Corn futures did inch higher in the morning session on bargain buying. Wheat and soybean futures remained under pressure from the news, though the pact may hinge on events in Lebanon and defer tricky talks on Tehran's nuclear program. The memorandum of understanding is scheduled to be officially signed on Friday in Switzerland.
The news sent oil prices sharply lower and weighed on agricultural commodities from sugar to grains and oilseeds, which often track oil prices given their increasing use in making biofuels.
Limiting losses in grains, some importers have been delaying purchases in the hope any U.S.-Iran deal will push grain prices down, so there could be renewed demand if the U.S.-Iran deal holds, traders said.
Early in the session, the most-active corn Cv1 contract on the Chicago Board of Trade (CBOT) hit its weakest since August 28 at $4.06-1/4 a bushel. Wheat Wv1 hit its lowest since April 10 at $5.71 a bushel. Meanwhile, soybean futures Sv1 hit their lowest since February 6 at $11.02-1/2 a bushel and soyoil BOv1 touched the lowest price since April 29.
Still, by 9:45 a.m. CDT (1245 GMT), CBOT's most active corn contract Cv1 was up 0.48% to $4.15 a bushel, while soybeans Sv1 were up 0.02% at $11.13-3/4 a bushel and wheat Wv1 ticked up 0.04% at $5.84-3/4 a bushel.
Grain traders said they expect commodity grain markets to remain jittery this week, given that the agreement has not yet been signed and five days is a long time in the volatile Middle East. Market analysts also noted that even if the Strait of Hormuz is reopened this week, it will take time for commodity goods flows to be back to their normal pace.
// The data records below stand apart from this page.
use async_trait::async_trait;
use vcp_model::{CategoryRanking, PlaylistEntry, RankingCategory};

/// Source of ranking lists used to hydrate the playlist.
///
/// Implementations swallow their own failures: a failed fetch is reported as
/// `None` (or left out of `fetch_all`) and logged by the implementation.
#[async_trait]
pub trait RankingSource: Send + Sync {
    async fn fetch_category(
        &self,
        category: RankingCategory,
    ) -> Option<Vec<PlaylistEntry>>;

    /// Every category that could be fetched, in `RankingCategory::ALL` order.
    async fn fetch_all(&self) -> Vec<CategoryRanking>;
}
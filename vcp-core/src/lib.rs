//! Playback and playlist synchronization core of the vcp overlay.
//!
//! The overlay plays ranked videos through an embedded player frame it can
//! only talk to by message passing. This crate holds everything that does
//! not touch the page directly:
//!
//! - [`playlist`] and [`player`]: the two stores and their invariants
//! - [`bridge`]: best-effort command delivery into the frame and inbound
//!   progress routing
//! - [`gesture`]: seek-bar and floating-window pointer state machines
//! - [`ranking`]: the HTTP ranking collaborator
//! - [`session`]: the handle tying the above together
//!
//! [`testing`] provides in-memory doubles of the page for tests and
//! headless hosts.

pub mod bridge;
pub mod gesture;
pub mod lifecycle;
pub mod player;
pub mod playlist;
pub mod ranking;
pub mod session;
pub mod testing;
pub mod toast;

pub use bridge::{Bridge, DeliveryPolicy};
pub use player::{DisplayMode, PlaybackStatus, PlayerState};
pub use playlist::{PlaylistMode, PlaylistState};
pub use session::Session;
pub use toast::{Toast, ToastKind};
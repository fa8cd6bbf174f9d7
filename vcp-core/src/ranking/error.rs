use thiserror::Error;

/// Failures inside the ranking client. None of these cross the
/// [`RankingSource`](vcp_contracts::RankingSource) boundary; they are logged
/// and turned into an empty result there.
#[derive(Debug, Error)]
pub enum RankingError {
    #[error("request failed: {0}")]
    Http(#[from] reqwest::Error),

    #[error("ranking endpoint answered with status {0}")]
    Status(u16),

    #[error("ranking payload could not be decoded: {0}")]
    Decode(#[from] serde_json::Error),

    #[error("ranking payload carries no video list")]
    MissingData,

    #[error("page data has no build id")]
    MissingBuildId,

    #[error("invalid ranking url: {0}")]
    InvalidUrl(#[from] url::ParseError),
}

pub type Result<T> = std::result::Result<T, RankingError>;
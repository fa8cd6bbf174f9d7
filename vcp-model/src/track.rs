use url::Url;

use crate::error::Result;
use crate::ids::VideoId;

const EMBED_QUERY: &str = "persistence=1&oldScript=1&referer=&from=0";

/// External video metadata as published by the ranking site. Never mutated
/// after construction.
#[derive(Debug, Clone, PartialEq)]
#[cfg_attr(feature = "serde", derive(serde::Serialize, serde::Deserialize))]
pub struct Track {
    pub id: VideoId,
    pub title: String,
    /// Length in whole seconds.
    pub duration_secs: u32,
    pub owner_name: String,
    pub thumbnail_url: Option<String>,
    pub view_count: Option<u64>,
}

impl Track {
    pub fn new(
        id: VideoId,
        title: impl Into<String>,
        duration_secs: u32,
        owner_name: impl Into<String>,
    ) -> Self {
        Self {
            id,
            title: title.into(),
            duration_secs,
            owner_name: owner_name.into(),
            thumbnail_url: None,
            view_count: None,
        }
    }

    pub fn with_thumbnail(mut self, url: impl Into<String>) -> Self {
        self.thumbnail_url = Some(url.into());
        self
    }

    pub fn with_view_count(mut self, views: u64) -> Self {
        self.view_count = Some(views);
        self
    }

    /// Watch page on the video site, e.g. `{base}/sm123`.
    pub fn watch_url(&self, base: &str) -> Result<Url> {
        join_id(base, &self.id)
    }

    /// Embeddable player URL loaded into the overlay iframe.
    pub fn embed_url(&self, base: &str) -> Result<Url> {
        let mut url = join_id(base, &self.id)?;
        url.set_query(Some(EMBED_QUERY));
        Ok(url)
    }
}

fn join_id(base: &str, id: &VideoId) -> Result<Url> {
    let base = base.trim().trim_end_matches('/');
    Ok(Url::parse(&format!("{base}/{id}"))?)
}

#[cfg(test)]
mod tests {
    use super::*;

    fn track() -> Track {
        Track::new(VideoId::new("sm9").unwrap(), "Song", 215, "Producer")
    }

    #[test]
    fn builds_watch_and_embed_urls() {
        let t = track();
        assert_eq!(
            t.watch_url("https://www.nicovideo.jp/watch/").unwrap().as_str(),
            "https://www.nicovideo.jp/watch/sm9"
        );
        assert_eq!(
            t.embed_url("https://embed.nicovideo.jp/watch")
                .unwrap()
                .as_str(),
            "https://embed.nicovideo.jp/watch/sm9?persistence=1&oldScript=1&referer=&from=0"
        );
    }

    #[test]
    fn rejects_relative_base() {
        assert!(track().watch_url("watch").is_err());
    }
}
"There is a big difference between opening the Strait, and restoring oil and fertilizer flows to prewar levels," Arlan Suderman, chief commodities economist at StoneX, wrote in an analyst note Monday. "Shippers remain cautious. Clearing mines in the water could take weeks to accomplish. Insurers will want to make sure that hostilities really have ended before providing affordable coverage."